In [1]:
import motmetrics as mm
from pathlib import Path
import os
import pandas as pd
import json
import numpy as np

In [2]:
FOLDER_NAME = str(input("Enter your folder name (e.g., '20251229-223351')"))

DATA_DIR = os.path.join(Path.cwd(), 'data')
PREDICTED_DIR = os.path.join(DATA_DIR, 'predicted', FOLDER_NAME)
CONFIG_DIR = os.path.join(DATA_DIR, 'config', FOLDER_NAME)
GROUND_TRUTH_FILE = os.path.join(DATA_DIR, 'ground-truth', 'test_30s_output.txt')
EVALUATE_DIR = os.path.join(DATA_DIR, 'evaluate')

os.makedirs(EVALUATE_DIR, exist_ok=True)

if not os.path.exists(PREDICTED_DIR) or not os.path.isdir(PREDICTED_DIR) or len(os.listdir(PREDICTED_DIR)) == 0:
    raise FileNotFoundError(f"The directory {PREDICTED_DIR} does not exist or is empty.")
if not os.path.exists(GROUND_TRUTH_FILE):
    raise FileNotFoundError(f"The ground truth file {GROUND_TRUTH_FILE} does not exist.")
if not os.path.exists(CONFIG_DIR) or not os.path.isdir(CONFIG_DIR) or len(os.listdir(CONFIG_DIR)) == 0:
    raise FileNotFoundError(f"The directory {CONFIG_DIR} does not exist or is empty.")
print(f"All necessary files and directories are present.")

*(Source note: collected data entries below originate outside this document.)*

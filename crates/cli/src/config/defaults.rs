// SPDX-License-Identifier: MIT
// Copyright (c) 2026 Alfred Jean LLC

//! Centralized default values for configuration.
//!
//! Individual config structs delegate to these via their `default_*` methods.

/// Config file name looked up at the repository root.
pub const CONFIG_FILE: &str = "svctest.toml";

/// Directory (relative to the root) whose children are candidate services.
pub const SERVICES_DIR: &str = "services";

/// Marker file that makes a child directory a testable service.
pub const MANIFEST: &str = "pyproject.toml";

/// Dependency sync command, run once at the repository root.
pub fn sync_command() -> Vec<String> {
    ["uv", "sync", "--frozen"].iter().map(|s| s.to_string()).collect()
}

/// Test command, run once per service with the service as working directory.
pub fn test_command() -> Vec<String> {
    ["uv", "run", "pytest", "-v"].iter().map(|s| s.to_string()).collect()
}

All necessary files and directories are present.


In [3]:
df = pd.DataFrame()

In [4]:
def evaluate_tracker(gt_file, ts_file, name):
    gt = mm.io.loadtxt(gt_file, fmt='mot16', min_confidence=1)
    ts = mm.io.loadtxt(ts_file, fmt='mot16')

    acc = mm.utils.compare_to_groundtruth(gt, ts, 'iou', distth=0.6)

    mh = mm.metrics.create()
    summary = mh.compute(acc, metrics=mm.metrics.motchallenge_metrics, name=name)

    row = summary.loc[name].to_dict()
    return row

def evaluate_config(config_file):
    with open(config_file, 'r') as f:
        data = json.load(f)

    algorithm = data['algorithm']
    attempt = data['attempt']
    inference_time = data['inference_time']
    tracking_time = data['tracking_time']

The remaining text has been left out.